**Exercise directions:** Provide the count of lines below where "ShipmentSummary" occurs, with no other output.

**Working data:**
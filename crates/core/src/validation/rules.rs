//! Violation and verdict types.

use chrono::{DateTime, Utc};
use serde::{Deserialize, Serialize};

/// Stable rule identifiers reported in [`Violation::rule`].
pub mod ids {
    pub const DATE_FORMAT: &str = "date_format";
    pub const ASN_TIMING: &str = "dsg_asn_timing";
    pub const DELIVERY_WINDOW: &str = "dsg_delivery_window";
    pub const READY_DATE: &str = "dsg_ready_date";

    pub const ONE_PO_PER_CARTON: &str = "dsg_one_po_per_carton";
    pub const CARTON_WEIGHT: &str = "dsg_carton_weight";
    pub const CARTON_SIZE: &str = "dsg_carton_size";

    pub const SSCC_PREFIX: &str = "dsg_sscc_prefix";
    pub const LABEL_COMPLETE: &str = "dsg_label_complete";
    pub const LABEL_UPC: &str = "dsg_label_upc";
    pub const LABEL_PO_MATCH: &str = "dsg_label_po_match";

    pub const TMS_ACCURACY: &str = "dsg_tms_accuracy";
    pub const TMS_WEIGHT: &str = "dsg_tms_weight";
    pub const CARRIER: &str = "dsg_carrier";
    pub const TRACKING_NUMBER: &str = "dsg_tracking_number";
}

/// How a violation affects the verdict. Only `Error` makes a document invalid.
#[derive(Debug, Clone, Copy, PartialEq, Eq, Serialize, Deserialize)]
#[serde(rename_all = "lowercase")]
pub enum Severity {
    Error,
    Warning,
    Info,
}

/// A single business-rule failure.
#[derive(Debug, Clone, PartialEq, Serialize, Deserialize)]
pub struct Violation {
    pub rule: String,
    /// Indexed path, e.g. `cartons[2].items[0].po_number`.
    pub field: String,
    pub message: String,
    /// Business impact, typically the chargeback assessed.
    pub impact: String,
    pub severity: Severity,
}

impl Violation {
    pub fn new(
        severity: Severity,
        rule: &str,
        field: impl Into<String>,
        message: impl Into<String>,
        impact: &str,
    ) -> Self {
        Self {
            rule: rule.to_string(),
            field: field.into(),
            message: message.into(),
            impact: impact.to_string(),
            severity,
        }
    }

    pub fn error(
        rule: &str,
        field: impl Into<String>,
        message: impl Into<String>,
        impact: &str,
    ) -> Self {
        Self::new(Severity::Error, rule, field, message, impact)
    }

    pub fn is_error(&self) -> bool {
        self.severity == Severity::Error
    }
}

/// Aggregate figures over an already-validated document.
#[derive(Debug, Clone, PartialEq, Serialize, Deserialize)]
pub struct ShipmentSummary {
    pub total_cartons: usize,
    /// Item lines across all cartons.
    pub total_items: usize,
    /// Sum of item quantities.
    pub total_units: u64,
    /// Pounds.
    pub total_weight: f64,
}

/// Outcome of evaluating every rule group against one document.
#[derive(Debug, Clone, PartialEq, Serialize)]
pub struct ValidationVerdict {
    pub valid: bool,
    pub errors: Vec<Violation>,
    /// Warning- and info-severity violations; never affect `valid`.
    pub warnings: Vec<Violation>,
    pub summary: ShipmentSummary,
    pub timestamp: DateTime<Utc>,
}

impl ValidationVerdict {
    /// Split violations by severity, preserving order, and derive the verdict.
    pub fn from_violations(violations: Vec<Violation>, summary: ShipmentSummary) -> Self {
        let (errors, warnings): (Vec<_>, Vec<_>) =
            violations.into_iter().partition(Violation::is_error);
        Self {
            valid: errors.is_empty(),
            errors,
            warnings,
            summary,
            timestamp: Utc::now(),
        }
    }

    /// All violations, errors first.
    pub fn violations(&self) -> impl Iterator<Item = &Violation> {
        self.errors.iter().chain(self.warnings.iter())
    }

    /// Whether any reported violation carries `rule`.
    pub fn has_rule(&self, rule: &str) -> bool {
        self.violations().any(|v| v.rule == rule)
    }
}
//! Typed Advance Ship Notice document model.
//!
//! A [`ShipmentDocument`] can only be obtained through [`ShipmentDocument::from_value`]
//! or [`ShipmentDocument::from_json`], which decode the raw input and then run
//! every field-level structural check. Business rules never see a document
//! that failed here.

use std::borrow::Cow;
use std::sync::LazyLock;

use regex::Regex;
use serde::{Deserialize, Serialize};
use validator::{Validate, ValidationError};

use crate::error::StructuralError;

/// Warehouse (distribution center) codes accepted on an ASN.
pub const WAREHOUSE_CODES: [&str; 8] = ["PA1", "PA2", "CA1", "TX1", "GA1", "OH1", "IL1", "NY1"];

static VENDOR_ID_RE: LazyLock<Regex> =
    LazyLock::new(|| Regex::new(r"^V[0-9]{5}$").expect("valid regex"));
static PO_NUMBER_RE: LazyLock<Regex> =
    LazyLock::new(|| Regex::new(r"^DSG-[0-9]{4}-[0-9]{6}$").expect("valid regex"));
static SSCC_RE: LazyLock<Regex> =
    LazyLock::new(|| Regex::new(r"^[0-9]{18}$").expect("valid regex"));
static UPC_RE: LazyLock<Regex> =
    LazyLock::new(|| Regex::new(r"^[0-9]{12,13}$").expect("valid regex"));
static SHIPMENT_ID_RE: LazyLock<Regex> =
    LazyLock::new(|| Regex::new(r"^[A-Z0-9]{8,12}$").expect("valid regex"));

/// Root ASN entity.
#[derive(Debug, Clone, PartialEq, Serialize, Deserialize, Validate)]
pub struct ShipmentDocument {
    #[validate(custom(function = "validate_vendor_id"))]
    pub vendor_id: String,
    /// `YYYY-MM-DD`; parsed by the timing rules so a bad date is a violation,
    /// not a structural rejection.
    pub ship_date: String,
    pub expected_delivery: Option<String>,
    #[validate(custom(function = "validate_warehouse_code"))]
    pub warehouse_code: String,
    #[validate(custom(function = "validate_po_number"))]
    pub po_number: Option<String>,
    pub carrier: Option<String>,
    pub tracking_number: Option<String>,
    pub special_instructions: Option<String>,
    #[serde(alias = "routing")]
    #[validate(nested)]
    pub tms_routing: RoutingInfo,
    #[validate(nested)]
    pub cartons: Vec<Carton>,
}

/// TMS routing request as declared by the vendor.
#[derive(Debug, Clone, PartialEq, Serialize, Deserialize, Validate)]
pub struct RoutingInfo {
    /// Blank identifiers pass structural checks and are reported by the
    /// routing rules instead.
    #[validate(custom(function = "validate_shipment_id"))]
    pub shipment_id: Option<String>,
    pub ready_date: Option<String>,
    /// Declared carton count.
    pub cartons: u32,
    pub cube: Option<f64>,
    pub pallets: Option<u32>,
    /// Declared total weight in pounds.
    pub weight: Option<f64>,
}

#[derive(Debug, Clone, PartialEq, Serialize, Deserialize, Validate)]
pub struct Carton {
    #[serde(alias = "label")]
    #[validate(nested)]
    pub ucc128_label: ShippingLabel,
    #[validate(custom(function = "validate_po_number"))]
    pub po_number: String,
    #[validate(length(min = 1), nested)]
    pub items: Vec<Item>,
    /// Pounds.
    #[validate(range(exclusive_min = 0.0))]
    pub weight: f64,
    /// `[length, width, height]` in inches.
    #[validate(custom(function = "validate_dimensions"))]
    pub dimensions: Vec<f64>,
}

impl Carton {
    /// `(length, width, height)`; always present on a constructed document.
    pub fn size(&self) -> Option<(f64, f64, f64)> {
        match *self.dimensions.as_slice() {
            [length, width, height] => Some((length, width, height)),
            _ => None,
        }
    }
}

#[derive(Debug, Clone, PartialEq, Serialize, Deserialize, Validate)]
pub struct Item {
    #[serde(alias = "item_number")]
    #[validate(length(min = 1))]
    pub sku: String,
    pub description: Option<String>,
    #[validate(range(min = 1))]
    pub quantity: u32,
    #[validate(custom(function = "validate_upc"))]
    pub upc: String,
    #[validate(custom(function = "validate_po_number"))]
    pub po_number: String,
    pub unit_cost: Option<f64>,
}

/// UCC-128 / GS1 carton label.
///
/// Only the SSCC is structurally required. The remaining fields are checked
/// for completeness by the labeling rules, whose severity is configurable.
#[derive(Debug, Clone, PartialEq, Serialize, Deserialize, Validate)]
pub struct ShippingLabel {
    #[validate(custom(function = "validate_sscc"))]
    pub sscc: String,
    pub department_number: Option<String>,
    pub vendor_name: Option<String>,
    pub dsg_dc_name: Option<String>,
    pub po_number: Option<String>,
    pub sort_letter: Option<String>,
    /// A UPC, or `Mixed` for multi-SKU cartons.
    pub upc: Option<String>,
    pub dc_store_number: Option<String>,
}

impl ShippingLabel {
    /// The seven fields a compliant label must fill, with their JSON names.
    pub fn required_fields(&self) -> [(&'static str, Option<&str>); 7] {
        [
            ("department_number", self.department_number.as_deref()),
            ("vendor_name", self.vendor_name.as_deref()),
            ("dsg_dc_name", self.dsg_dc_name.as_deref()),
            ("po_number", self.po_number.as_deref()),
            ("sort_letter", self.sort_letter.as_deref()),
            ("upc", self.upc.as_deref()),
            ("dc_store_number", self.dc_store_number.as_deref()),
        ]
    }
}

impl ShipmentDocument {
    /// Decode and structurally validate an untyped JSON value.
    pub fn from_value(raw: serde_json::Value) -> Result<Self, StructuralError> {
        let document: Self = serde_path_to_error::deserialize(raw)
            .map_err(|e| StructuralError::from_serde(&e))?;
        document.check_structure()?;
        Ok(document)
    }

    /// Decode and structurally validate JSON text.
    pub fn from_json(text: &str) -> Result<Self, StructuralError> {
        let mut de = serde_json::Deserializer::from_str(text);
        let document: Self = serde_path_to_error::deserialize(&mut de)
            .map_err(|e| StructuralError::from_serde(&e))?;
        de.end()
            .map_err(|e| StructuralError::new("document", e.to_string()))?;
        document.check_structure()?;
        Ok(document)
    }

    fn check_structure(&self) -> Result<(), StructuralError> {
        self.validate()
            .map_err(|errors| StructuralError::from_validation(&errors))
    }

    /// Number of item lines across all cartons.
    pub fn total_items(&self) -> usize {
        self.cartons.iter().map(|c| c.items.len()).sum()
    }

    /// Sum of item quantities across all cartons.
    pub fn total_units(&self) -> u64 {
        self.cartons
            .iter()
            .flat_map(|c| &c.items)
            .map(|i| u64::from(i.quantity))
            .sum()
    }

    /// Sum of carton weights in pounds.
    pub fn total_weight(&self) -> f64 {
        self.cartons.iter().map(|c| c.weight).sum()
    }
}

// ---------------------------------------------------------------------------
// Field validators
// ---------------------------------------------------------------------------

fn field_error(code: &'static str, message: impl Into<Cow<'static, str>>) -> ValidationError {
    let mut err = ValidationError::new(code);
    err.message = Some(message.into());
    err
}

fn validate_vendor_id(value: &str) -> Result<(), ValidationError> {
    if VENDOR_ID_RE.is_match(value) {
        Ok(())
    } else {
        Err(field_error(
            "vendor_id",
            "must be V followed by 5 digits (e.g. V12345)",
        ))
    }
}

fn validate_warehouse_code(value: &str) -> Result<(), ValidationError> {
    if WAREHOUSE_CODES.contains(&value) {
        Ok(())
    } else {
        Err(field_error(
            "warehouse_code",
            format!("must be one of: {}", WAREHOUSE_CODES.join(", ")),
        ))
    }
}

fn validate_po_number(value: &str) -> Result<(), ValidationError> {
    if PO_NUMBER_RE.is_match(value) {
        Ok(())
    } else {
        Err(field_error(
            "po_number",
            "must match DSG-YYYY-NNNNNN (e.g. DSG-2024-001234)",
        ))
    }
}

fn validate_sscc(value: &str) -> Result<(), ValidationError> {
    if SSCC_RE.is_match(value) {
        Ok(())
    } else {
        Err(field_error("sscc", "must be exactly 18 digits"))
    }
}

fn validate_upc(value: &str) -> Result<(), ValidationError> {
    if UPC_RE.is_match(value) {
        Ok(())
    } else {
        Err(field_error("upc", "must be 12 or 13 digits"))
    }
}

fn validate_shipment_id(value: &str) -> Result<(), ValidationError> {
    if value.trim().is_empty() || SHIPMENT_ID_RE.is_match(value) {
        Ok(())
    } else {
        Err(field_error(
            "shipment_id",
            "must be 8-12 uppercase letters or digits",
        ))
    }
}

fn validate_dimensions(dimensions: &[f64]) -> Result<(), ValidationError> {
    if dimensions.len() != 3 {
        return Err(field_error(
            "dimensions",
            "must contain exactly 3 values: length, width, height",
        ));
    }
    if dimensions.iter().any(|d| !d.is_finite() || *d <= 0.0) {
        return Err(field_error("dimensions", "every dimension must be positive"));
    }
    Ok(())
}

/// Whether a string is a 12/13-digit UPC. Shared with the labeling rules.
pub fn is_upc(value: &str) -> bool {
    UPC_RE.is_match(value)
}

**Finished exercise:** 3